Kılavuza göre bu unsurların tüm yapay zeka sistemlerinde sürekli olarak bulunması gerekmez. Örneğin, bazı sistemler geliştirme aşamasında öğrenme kabiliyeti gösterebilirken, uygulamaya koyma sonrası bu özelliğe sahip olmayabilir.
Yine burada önemle altını çizmek gerekir, bu kılavuz bağlayıcı bir kılavuz değil. Yapay zeka sistemlerinin tanımlanmasına ilişkin nihai yorum yetkisi Adalet Divanı’na (CJEU) aittir. Bununla birlikte bir sistemin yapay zeka olarak sınıflandırılması, yalnızca genel kurallara dayalı olarak değil, olay bazında yapılan teknik ve işlevsel değerlendirmelerle belirlenmelidir.
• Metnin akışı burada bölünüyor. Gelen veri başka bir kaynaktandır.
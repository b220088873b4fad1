//! slotattr - A strict, deterministic validator for slot attribute definitions
//!
//! An attribute definition names a value a component slot accepts, its
//! type tag, and options such as a default or an allowed value set.
//! Validation never coerces: a definition is accepted as submitted or
//! rejected with every field error found.

pub mod cli;
pub mod observability;
pub mod options;
pub mod types;
pub mod validation;

pub use options::{AttrOptions, OptionsCodec, RawOptions};
pub use types::{StructCatalog, StructDescriptor, TypeRegistry, TypeTag, Value};
pub use validation::{AttributeDefinition, AttributeInput, AttributeValidator, Verdict};
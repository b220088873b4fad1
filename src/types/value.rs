//! Attribute values
//!
//! The value model covers everything an option (`default`, `values`,
//! `examples`) may hold:
//! - null, boolean, 64-bit integer, 64-bit float
//! - string and atom (a bare symbolic name, distinct from a string)
//! - list, string-keyed map
//! - struct instance (a named map whose fields are fixed by a registered descriptor)
//!
//! JSON representation: plain JSON maps onto the obvious variants.
//! `{"$atom": "name"}` is an atom and `{"$struct": "Name", "fields": {..}}`
//! is a struct instance.

use serde::{Deserialize, Serialize};
use serde_json::{Map, Number};
use std::collections::BTreeMap;

const ATOM_KEY: &str = "$atom";
const STRUCT_KEY: &str = "$struct";
const FIELDS_KEY: &str = "fields";

/// A dynamically typed attribute value.
///
/// Equality is strict and structural: `Integer(1)` is not equal to
/// `Float(1.0)`, an atom is never equal to a string with the same text, and
/// floats compare by bit pattern (so `NaN == NaN` and `0.0 != -0.0`).
#[derive(Debug, Clone, Default, Serialize, Deserialize)]
#[serde(from = "serde_json::Value", into = "serde_json::Value")]
pub enum Value {
    #[default]
    Null,
    Bool(bool),
    Integer(i64),
    Float(f64),
    String(String),
    Atom(String),
    List(Vec<Value>),
    Map(BTreeMap<String, Value>),
    Struct(StructInstance),
}

/// An instance of a registered structure.
#[derive(Debug, Clone, PartialEq)]
pub struct StructInstance {
    /// Registered structure name
    pub name: String,
    /// Field values keyed by field name
    pub fields: BTreeMap<String, Value>,
}

impl StructInstance {
    pub fn new(name: impl Into<String>, fields: BTreeMap<String, Value>) -> Self {
        Self {
            name: name.into(),
            fields,
        }
    }
}

impl PartialEq for Value {
    fn eq(&self, other: &Self) -> bool {
        match (self, other) {
            (Value::Null, Value::Null) => true,
            (Value::Bool(a), Value::Bool(b)) => a == b,
            (Value::Integer(a), Value::Integer(b)) => a == b,
            (Value::Float(a), Value::Float(b)) => a.to_bits() == b.to_bits(),
            (Value::String(a), Value::String(b)) => a == b,
            (Value::Atom(a), Value::Atom(b)) => a == b,
            (Value::List(a), Value::List(b)) => a == b,
            (Value::Map(a), Value::Map(b)) => a == b,
            (Value::Struct(a), Value::Struct(b)) => a == b,
            _ => false,
        }
    }
}

impl Value {
    /// Creates an atom value
    pub fn atom(name: impl Into<String>) -> Self {
        Value::Atom(name.into())
    }

    /// Creates a string value
    pub fn string(s: impl Into<String>) -> Self {
        Value::String(s.into())
    }

    /// Returns the value kind for error messages
    pub fn type_name(&self) -> &'static str {
        match self {
            Value::Null => "null",
            Value::Bool(_) => "boolean",
            Value::Integer(_) => "integer",
            Value::Float(_) => "float",
            Value::String(_) => "string",
            Value::Atom(_) => "atom",
            Value::List(_) => "list",
            Value::Map(_) => "map",
            Value::Struct(_) => "struct",
        }
    }

    /// Returns the list elements if this is a list
    pub fn as_list(&self) -> Option<&[Value]> {
        match self {
            Value::List(items) => Some(items),
            _ => None,
        }
    }

    /// Returns the boolean if this is a boolean
    pub fn as_bool(&self) -> Option<bool> {
        match self {
            Value::Bool(b) => Some(*b),
            _ => None,
        }
    }
}

impl From<serde_json::Value> for Value {
    fn from(json: serde_json::Value) -> Self {
        match json {
            serde_json::Value::Null => Value::Null,
            serde_json::Value::Bool(b) => Value::Bool(b),
            serde_json::Value::Number(n) => match n.as_i64() {
                Some(i) => Value::Integer(i),
                // u64 beyond i64::MAX and all fractional numbers
                None => Value::Float(n.as_f64().unwrap_or(f64::NAN)),
            },
            serde_json::Value::String(s) => Value::String(s),
            serde_json::Value::Array(items) => {
                Value::List(items.into_iter().map(Value::from).collect())
            }
            serde_json::Value::Object(obj) => from_json_object(obj),
        }
    }
}

fn from_json_object(mut obj: Map<String, serde_json::Value>) -> Value {
    if obj.len() == 1 {
        if let Some(serde_json::Value::String(name)) = obj.get(ATOM_KEY) {
            return Value::Atom(name.clone());
        }
    }

    let is_struct = matches!(obj.get(STRUCT_KEY), Some(serde_json::Value::String(_)))
        && obj.keys().all(|k| k == STRUCT_KEY || k == FIELDS_KEY)
        && obj.get(FIELDS_KEY).map_or(true, |f| f.is_object());

    if is_struct {
        let name = match obj.remove(STRUCT_KEY) {
            Some(serde_json::Value::String(name)) => name,
            _ => String::new(),
        };
        let fields = match obj.remove(FIELDS_KEY) {
            Some(serde_json::Value::Object(fields)) => fields
                .into_iter()
                .map(|(k, v)| (k, Value::from(v)))
                .collect(),
            _ => BTreeMap::new(),
        };
        return Value::Struct(StructInstance { name, fields });
    }

    Value::Map(obj.into_iter().map(|(k, v)| (k, Value::from(v))).collect())
}

impl From<Value> for serde_json::Value {
    fn from(value: Value) -> Self {
        match value {
            Value::Null => serde_json::Value::Null,
            Value::Bool(b) => serde_json::Value::Bool(b),
            Value::Integer(i) => serde_json::Value::Number(i.into()),
            // JSON has no NaN or infinity
            Value::Float(f) => Number::from_f64(f)
                .map(serde_json::Value::Number)
                .unwrap_or(serde_json::Value::Null),
            Value::String(s) => serde_json::Value::String(s),
            Value::Atom(name) => {
                let mut obj = Map::new();
                obj.insert(ATOM_KEY.into(), serde_json::Value::String(name));
                serde_json::Value::Object(obj)
            }
            Value::List(items) => {
                serde_json::Value::Array(items.into_iter().map(Into::into).collect())
            }
            Value::Map(map) => {
                serde_json::Value::Object(map.into_iter().map(|(k, v)| (k, v.into())).collect())
            }
            Value::Struct(inst) => {
                let fields: Map<String, serde_json::Value> =
                    inst.fields.into_iter().map(|(k, v)| (k, v.into())).collect();
                let mut obj = Map::new();
                obj.insert(STRUCT_KEY.into(), serde_json::Value::String(inst.name));
                obj.insert(FIELDS_KEY.into(), serde_json::Value::Object(fields));
                serde_json::Value::Object(obj)
            }
        }
    }
}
Dolayısıyla sadece kılavuza dayalı bir uyum süreci yapıldığında, Mahkemede bu kılavuza atıfta bulunmak yeterli bir gerekçe olmayacaktır.
Bu kılavuz, özellikle yapay zeka tüzüğüne tabi olup olmadığını anlamaya çalışan şirketler ve sağlayıcılar için büyük önem taşıyor. Eğer geliştirdiğiniz veya kullandığınız sistemin AI Act kapsamına girip girmediğinden emin değilseniz, olası yaptırımlarla karşılaşmamak için detaylı bir analiz yapmanız gerekecek.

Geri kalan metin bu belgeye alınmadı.